EXERCISE ->
After locating the line with "to ICD codes.", reproduce that line and every one following it exactly, up to the end of the entries.

DATA RECORDS ->

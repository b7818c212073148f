//! Data model for standardizing skin condition labels to ICD codes.

pub mod mapping;
pub mod node;
pub mod options;
pub mod record;

pub use mapping::{CODE_SEPARATOR, CodePath, OntologyMapping};
pub use node::{ClassificationNode, OntologyDocument};
pub use options::TranslateOptions;
pub use record::{
    ICD10_COLUMN, ICD11_COLUMN, LABEL_COLUMN, RecordTable, UNMATCHED_SENTINEL, is_unresolved_code,
};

EXPECTED OUTPUT ->
//! Data model for standardizing skin condition labels to ICD codes.

pub mod mapping;
pub mod node;
pub mod options;
pub mod record;

pub use mapping::{CODE_SEPARATOR, CodePath, OntologyMapping};
pub use node::{ClassificationNode, OntologyDocument};
pub use options::TranslateOptions;
pub use record::{
    ICD10_COLUMN, ICD11_COLUMN, LABEL_COLUMN, RecordTable, UNMATCHED_SENTINEL, is_unresolved_code,
};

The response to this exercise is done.